Conservative Chemoradiation Treatment for Epidermoid Carcinoma of the Anal Canal.
- Author:
Kyung Yong PARK
1
;
Wan Hee YOON
Author Information
1. Department of Surgery, College of Medicine, Chungnam National University, Daejeon, Korea.
- Publication Type:Original Article
- Keywords:
Anal cancer;
Chemoradiation;
Survival;
Complication
- MeSH:
Anal Canal*;
Anemia;
Anus Neoplasms;
Carcinoma, Squamous Cell*;
Dermatitis;
Disease-Free Survival;
Drug Therapy;
Fibrosis;
Humans;
Leukopenia;
Recurrence;
Survival Rate;
Thrombocytopenia
- From:Journal of the Korean Surgical Society
2001;61(4):434-440
- CountryRepublic of Korea
- Language:Korean
-
Abstract:
PURPOSE: Anal canal carcinoma is a rare clinical entity accounting for 1 to 3 percent of all gastrointestinal malignancies.
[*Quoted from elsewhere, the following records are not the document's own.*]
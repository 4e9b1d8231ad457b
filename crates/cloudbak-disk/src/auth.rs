//! OAuth2 token exchange for the cloud disk service
//!
//! The service uses the authorization-code flow for confidential clients:
//! the user opens the authorization URL, confirms access and receives a
//! check code to paste back into the UI. That code - and later the refresh
//! token - is exchanged at the token endpoint for an access/refresh pair.

use anyhow::{Context, Result};
use chrono::{Duration, Utc};
use oauth2::{
    basic::BasicClient, AuthorizationCode, ClientId, ClientSecret, EndpointNotSet, EndpointSet,
    RefreshToken, TokenResponse, TokenUrl,
};
use tracing::info;

use cloudbak_core::config::RemoteConfig;
use cloudbak_core::domain::TokenState;

/// OAuth2 exchange logic using the `oauth2` crate.
pub struct DiskAuth {
    client: BasicClient<EndpointNotSet, EndpointNotSet, EndpointNotSet, EndpointNotSet, EndpointSet>,
}

impl DiskAuth {
    /// Creates a DiskAuth from the remote account configuration.
    pub fn new(remote: &RemoteConfig) -> Result<Self> {
        let client = BasicClient::new(ClientId::new(remote.client_id.clone()))
            .set_client_secret(ClientSecret::new(remote.client_secret.clone()))
            .set_token_uri(
                TokenUrl::new(remote.token_url.clone()).context("Invalid token URL")?,
            );

        Ok(Self { client })
    }

    /// Exchanges a one-time check code for a token pair.
    pub async fn exchange_code(&self, check_code: &str) -> Result<TokenState> {
        info!("Exchanging check code for tokens");

        let http_client = reqwest::Client::new();
        let token_result = self
            .client
            .exchange_code(AuthorizationCode::new(check_code.to_string()))
            .request_async(&http_client)
            .await
            .context("Failed to exchange check code")?;

        let tokens = token_state(
            token_result.access_token().secret(),
            token_result
                .refresh_token()
                .map(|t| t.secret().to_string()),
            token_result.expires_in(),
            None,
        )?;

        info!(expires_at = %tokens.expires_at, "Obtained OAuth tokens");
        Ok(tokens)
    }

    /// Exchanges a refresh token for a new token pair.
    pub async fn refresh(&self, refresh_token: &str) -> Result<TokenState> {
        info!("Refreshing access token");

        let http_client = reqwest::Client::new();
        let token_result = self
            .client
            .exchange_refresh_token(&RefreshToken::new(refresh_token.to_string()))
            .request_async(&http_client)
            .await
            .context("Failed to refresh token")?;

        let tokens = token_state(
            token_result.access_token().secret(),
            token_result
                .refresh_token()
                .map(|t| t.secret().to_string()),
            token_result.expires_in(),
            Some(refresh_token),
        )?;

        info!(expires_at = %tokens.expires_at, "Refreshed access token");
        Ok(tokens)
    }
}

/// Builds a [`TokenState`] from the raw exchange result.
///
/// The service may omit the refresh token on a refresh response, in which
/// case the previous one stays valid and is carried over.
fn token_state(
    access_token: &str,
    refresh_token: Option<String>,
    expires_in: Option<std::time::Duration>,
    previous_refresh: Option<&str>,
) -> Result<TokenState> {
    let refresh_token = refresh_token
        .or_else(|| previous_refresh.map(str::to_string))
        .context("Token response carried no refresh token")?;

    let expires_at = expires_in
        .map(|d| Utc::now() + Duration::seconds(d.as_secs() as i64))
        .unwrap_or_else(|| Utc::now() + Duration::hours(1));

    Ok(TokenState {
        access_token: access_token.to_string(),
        refresh_token,
        expires_at,
    })
}
//! Token store port (driven/secondary port)
//!
//! Durable persistence for the OAuth token record. Absence is a valid
//! state: on first run, or after access is revoked, there simply is no
//! record yet.

use crate::domain::TokenState;

/// Port trait for persisting the token record
///
/// Implementations must replace the stored record atomically so a crash
/// mid-write can never leave a partial token behind.
#[async_trait::async_trait]
pub trait ITokenStore: Send + Sync {
    /// Loads the persisted record. `Ok(None)` when none exists.
    async fn load(&self) -> anyhow::Result<Option<TokenState>>;

    /// Persists the record, replacing any previous one.
    async fn save(&self, tokens: &TokenState) -> anyhow::Result<()>;

    /// Removes the persisted record, if any.
    async fn clear(&self) -> anyhow::Result<()>;
}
Prevoiously, abdominoperineal resection was the primary modality of treatment. However, a recurrence rate of 20 to 40 percent has been observed following this procedure. In recent years, multimodal therapy with radiation and chemotherapy has been shown to at least equal the results obtained through surgery with the ability to preserve sphincter function. The objective of this study is to evaluate the survival, recurrence pattern, acute and late morbidity rates of a widely used combined chemotherapy and radiation therapy regimen given to patients with carcinoma of the anal canal. METHODS: Ten patients received radiation therapy (5,000~5,400 cGy) and chemotherapy (mitomycin-C plus 5-fluorouracil) as a primary treatment between 1988 and 1998. RESULTS: Patients with primary tumors had a complete response rate of 60 percent and a 10-year corrected survival rate and disease-free survival rate of 77.14 percent and 60 percent, respectively. There was a significant difference in survival rates and disease-free survival rates according to AJCC stage. Acute complications (grade III~IV, ECOG toxicity criteria) such as leukopenia, anemia, thrombocytopenia and radiation dermatitis were seen in 10 to 50 percent of cases. Furthermore, 20 percent of patients experienced late treatment-related symptoms including perineal fibrosis and incontinence due to sphincter dysfunction. CONCLUSION: The current treatment regimen is effective but carries a considerable risk of complications. Therefore, new chemotherapeutic modalities that may reduce such complications, but still potent, are needed.